Additionally, there are no guidelines for its safe use in out-patient settings. If this drug were to be introduced in dental practice, would an escort be needed? Would the patient be able to drive home following the appointment? These questions can only be answered with more research and agreement among the profession. From the evidence available, it does seem minimal recovery time would be needed, and patients should be able to return to normal daily activities quickly.11 Indeed, vital signs monitoring is not needed when using this drug.10 When consulting the British National Formulary, maximum doses cannot exceed 6 ml per day (two vials), 15 ml per week (five vials), avoiding use on consecutive days. This will require consideration for patients who may need treatment over multiple visits. Lastly, the inhalation of the drug requires putting the inhaler to the mouth; this would naturally stop dental treatment.
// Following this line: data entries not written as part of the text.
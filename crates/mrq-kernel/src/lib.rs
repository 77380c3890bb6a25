pub mod sliding;
pub mod welford;

#[cfg(test)]
mod reference;

pub use sliding::{compute_window_metrics, WindowSeries};
pub use welford::compute_window_metrics_welford;

/// Numerically meaningless division is clamped away below this threshold;
/// z-scores against a near-zero standard deviation are defined as 0.
pub const STD_EPSILON: f64 = 1e-10;

/// Selection thresholds from spec: above these magnitudes the incremental
/// sliding-sum path is routed through Welford's recurrence instead, to
/// avoid catastrophic cancellation in `sum_of_squares - sum*sum/n`.
pub const WELFORD_SUM_THRESHOLD: f64 = 1e12;
pub const WELFORD_WINDOW_THRESHOLD: usize = 10_000;

fn all_finite(values: &[f64]) -> bool {
    values.iter().all(|v| v.is_finite())
}
use std::collections::HashMap;
use std::path::{Path, PathBuf};

use chrono::{DateTime, Utc};
use mrq_core::types::ProgressState;

/// The ingest progress artifact: a JSON file mapping
/// `symbol -> ProgressState`, written atomically after every completed
/// chunk. A corrupt file is treated as empty rather than a fatal error.
pub struct IngestProgressFile {
    path: PathBuf,
}

impl IngestProgressFile {
    pub fn new(path: impl Into<PathBuf>) -> Self {
        Self { path: path.into() }
    }

    pub fn load(&self) -> HashMap<String, ProgressState> {
        let Ok(raw) = std::fs::read_to_string(&self.path) else {
            return HashMap::new();
        };
        serde_json::from_str(&raw).unwrap_or_default()
    }

    /// Writes the whole map atomically: write to a sibling temp file, then
    /// rename over the destination so a crash mid-write never corrupts the
    /// previous snapshot.
    pub fn save(&self, state: &HashMap<String, ProgressState>) -> std::io::Result<()> {
        let raw = serde_json::to_string_pretty(state)?;
        let tmp = tmp_path(&self.path);
        std::fs::write(&tmp, raw)?;
        std::fs::rename(&tmp, &self.path)?;
        Ok(())
    }

    /// Resume start time for a symbol: the later of the requested start and
    /// the last completed chunk's end time.
    pub fn resume_start(&self, symbol: &str, requested_start: DateTime<Utc>) -> DateTime<Utc> {
        self.load()
            .get(symbol)
            .and_then(|p| p.last_completed_time)
            .map(|t| t.max(requested_start))
            .unwrap_or(requested_start)
    }
}

fn tmp_path(path: &Path) -> PathBuf {
    let mut tmp = path.as_os_str().to_owned();
    tmp.push(".tmp");
    PathBuf::from(tmp)
}

#[cfg(test)]
mod tests {
    use super::*;
    use mrq_core::types::ProgressState;

    #[test]
    fn round_trips_progress_state() {
        let dir = tempfile::tempdir().unwrap();
        let path = dir.path().join("progress.json");
        let file = IngestProgressFile::new(&path);

        let mut state = HashMap::new();
        let mut p = ProgressState::new("BTCUSDT", 10, Utc::now());
        p.completed_chunks = 3;
        p.last_completed_time = Some(Utc::now());
        state.insert("BTCUSDT".to_string(), p.clone());

        file.save(&state).unwrap();
        let loaded = file.load();
        assert_eq!(loaded["BTCUSDT"].completed_chunks, 3);
    }

    #[test]
    fn missing_file_is_treated_as_empty() {
        let file = IngestProgressFile::new("/nonexistent/path/progress.json");
        assert!(file.load().is_empty());
    }

    #[test]
    fn corrupt_file_is_treated_as_empty() {
        let dir = tempfile::tempdir().unwrap();
        let path = dir.path().join("progress.json");
        std::fs::write(&path, "{not valid json").unwrap();
        let file = IngestProgressFile::new(&path);
        assert!(file.load().is_empty());
    }

    #[test]
    fn resume_start_picks_later_of_requested_and_last_completed() {
        let dir = tempfile::tempdir().unwrap();
        let path = dir.path().join("progress.json");
        let file = IngestProgressFile::new(&path);

        let requested = Utc::now();
        let mut state = HashMap::new();
        let mut p = ProgressState::new("BTCUSDT", 10, requested);
        p.last_completed_time = Some(requested + chrono::Duration::days(5));
        state.insert("BTCUSDT".to_string(), p);
        file.save(&state).unwrap();

        let resumed = file.resume_start("BTCUSDT", requested);
        assert_eq!(resumed, requested + chrono::Duration::days(5));

        let no_progress = file.resume_start("ETHUSDT", requested);
        assert_eq!(no_progress, requested);
    }
}
use async_trait::async_trait;
use chrono::{DateTime, Utc};
use sqlx::Row;

use mrq_core::error::{Error, Result};
use mrq_core::traits::RunStore;
use mrq_core::types::{BacktestRun, ParameterSet};

/// `sqlx`-backed run store, owned exclusively by the walk-forward driver.
pub struct SqlRunStore {
    pool: sqlx::AnyPool,
}

impl SqlRunStore {
    pub fn new(pool: sqlx::AnyPool) -> Self {
        Self { pool }
    }
}

#[async_trait]
impl RunStore for SqlRunStore {
    async fn create(&self, run: &BacktestRun) -> Result<i64> {
        let row = sqlx::query(
            "INSERT INTO backtest_runs (
                symbol, base, quote, z_score_threshold, ma_period, profit_pct, stop_loss_pct,
                start_time, end_time, window_size_months, created_at
            ) VALUES (?, ?, ?, ?, ?, ?, ?, ?, ?, ?, ?)
            RETURNING id",
        )
        .bind(&run.symbol)
        .bind(&run.base)
        .bind(&run.quote)
        .bind(run.params.z_score_threshold)
        .bind(run.params.ma_period as i64)
        .bind(run.params.profit_pct)
        .bind(run.params.stop_loss_pct)
        .bind(run.start_time.to_rfc3339())
        .bind(run.end_time.to_rfc3339())
        .bind(run.window_size_months as i64)
        .bind(Utc::now().to_rfc3339())
        .fetch_one(&self.pool)
        .await
        .map_err(|e| Error::PersistenceError(e.to_string()))?;

        row.try_get::<i64, _>("id").map_err(|e| Error::PersistenceError(e.to_string()))
    }

    async fn list_by_params(&self, params: &ParameterSet, base: &str, quote: &str) -> Result<Vec<BacktestRun>> {
        let rows = sqlx::query(
            "SELECT id, symbol, base, quote, z_score_threshold, ma_period, profit_pct, stop_loss_pct,
                    start_time, end_time, window_size_months, created_at
             FROM backtest_runs
             WHERE base = ? AND quote = ? AND z_score_threshold = ? AND ma_period = ? AND profit_pct = ? AND stop_loss_pct = ?
             ORDER BY created_at DESC",
        )
        .bind(base)
        .bind(quote)
        .bind(params.z_score_threshold)
        .bind(params.ma_period as i64)
        .bind(params.profit_pct)
        .bind(params.stop_loss_pct)
        .fetch_all(&self.pool)
        .await
        .map_err(|e| Error::PersistenceError(e.to_string()))?;

        rows.into_iter().map(row_to_run).collect()
    }
}

fn row_to_run(row: sqlx::any::AnyRow) -> Result<BacktestRun> {
    let parse_time = |s: String| {
        DateTime::parse_from_rfc3339(&s)
            .map(|t| t.with_timezone(&Utc))
            .map_err(|e| Error::PersistenceError(e.to_string()))
    };
    let perr = |e: sqlx::Error| Error::PersistenceError(e.to_string());

    let ma_period: i64 = row.try_get("ma_period").map_err(perr)?;
    let window_size_months: i64 = row.try_get("window_size_months").map_err(perr)?;

    Ok(BacktestRun {
        id: row.try_get::<i64, _>("id").ok(),
        symbol: row.try_get("symbol").map_err(perr)?,
        base: row.try_get("base").map_err(perr)?,
        quote: row.try_get("quote").map_err(perr)?,
        params: ParameterSet {
            z_score_threshold: row.try_get("z_score_threshold").map_err(perr)?,
            ma_period: ma_period as usize,
            profit_pct: row.try_get("profit_pct").map_err(perr)?,
            stop_loss_pct: row.try_get("stop_loss_pct").map_err(perr)?,
        },
        start_time: parse_time(row.try_get("start_time").map_err(perr)?)?,
        end_time: parse_time(row.try_get("end_time").map_err(perr)?)?,
        window_size_months: window_size_months as u32,
        created_at: row
            .try_get::<String, _>("created_at")
            .ok()
            .and_then(|s| DateTime::parse_from_rfc3339(&s).ok())
            .map(|t| t.with_timezone(&Utc)),
    })
}

#[cfg(test)]
mod tests {
    use super::*;
    use crate::schema::init_schema;

    async fn memory_pool() -> sqlx::AnyPool {
        sqlx::any::install_default_drivers();
        let pool = sqlx::any::AnyPoolOptions::new()
            .max_connections(1)
            .connect("sqlite::memory:")
            .await
            .expect("in-memory sqlite");
        init_schema(&pool).await.unwrap();
        pool
    }

    fn run(symbol: &str, params: ParameterSet, start: DateTime<Utc>) -> BacktestRun {
        BacktestRun {
            id: None,
            symbol: symbol.into(),
            base: "BTC".into(),
            quote: "USDT".into(),
            params,
            start_time: start,
            end_time: start + chrono::Duration::days(180),
            window_size_months: 6,
            created_at: None,
        }
    }

    #[tokio::test]
    async fn create_assigns_an_id_and_list_by_params_finds_it() {
        let pool = memory_pool().await;
        let store = SqlRunStore::new(pool);
        let params = ParameterSet { z_score_threshold: 2.0, ma_period: 50, profit_pct: 5.0, stop_loss_pct: 2.5 };
        let id = store.create(&run("BTCUSDT", params, Utc::now())).await.unwrap();
        assert!(id > 0);

        let found = store.list_by_params(&params, "BTC", "USDT").await.unwrap();
        assert_eq!(found.len(), 1);
        assert_eq!(found[0].id, Some(id));
    }

    #[tokio::test]
    async fn list_by_params_orders_newest_first_and_ignores_other_params() {
        let pool = memory_pool().await;
        let store = SqlRunStore::new(pool);
        let params = ParameterSet { z_score_threshold: 2.0, ma_period: 50, profit_pct: 5.0, stop_loss_pct: 2.5 };
        let other_params = ParameterSet { z_score_threshold: 3.0, ma_period: 20, profit_pct: 4.0, stop_loss_pct: 2.0 };

        let t0 = Utc::now();
        store.create(&run("BTCUSDT", params, t0)).await.unwrap();
        let second_id = store.create(&run("BTCUSDT", params, t0 + chrono::Duration::days(90))).await.unwrap();
        store.create(&run("BTCUSDT", other_params, t0)).await.unwrap();

        let found = store.list_by_params(&params, "BTC", "USDT").await.unwrap();
        assert_eq!(found.len(), 2);
        assert_eq!(found[0].id, Some(second_id));
    }
}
More issues may be created where restorative treatment is taking place, such as maintaining moisture control or using rubber dam.

With the above data, it can be appreciated how methoxyflurane could lend itself well within the dental field to aid with analgesia and anxiety management, with some disadvantages. Unfortunately, there is limited evidence regarding its use within dentistry specifically, with only one recent study comparing its use in third molar extractions to N2O. In this study, methoxyflurane was shown to be as effective as N2O for inhalation sedation.18 The use of inhaled methoxyflurane in dentistry in certain countries still prevails, however, despite the lack of a well-rounded evidence base.19

From the available data and information regarding methoxyflurane, we can see it acts as a potent analgesic drug with recognised anxiolytic/sedative properties. It is rapidly acting, with a relatively quick recovery time as well. It has a good margin of safety, with doses provided by the Penthrox inhaler being far below those needed to produce any renal or hepatic toxicity, and it is used safely within other health care settings. The inhaler design is simple and would not require adaptation of existing dental clinics for its use. Regarding environmental concerns, the activate carbon chamber should prevent environmental release of the drug. No sedative agent is perfect, however, and the disadvantages discussed here must also be considered. More research needs to be undertaken to establish its efficacy in managing dental pain and anxiety to allow for its use alongside dental treatment. Should it be proven effective, methoxyflurane could be a useful and environmentally friendly alternative to N2O.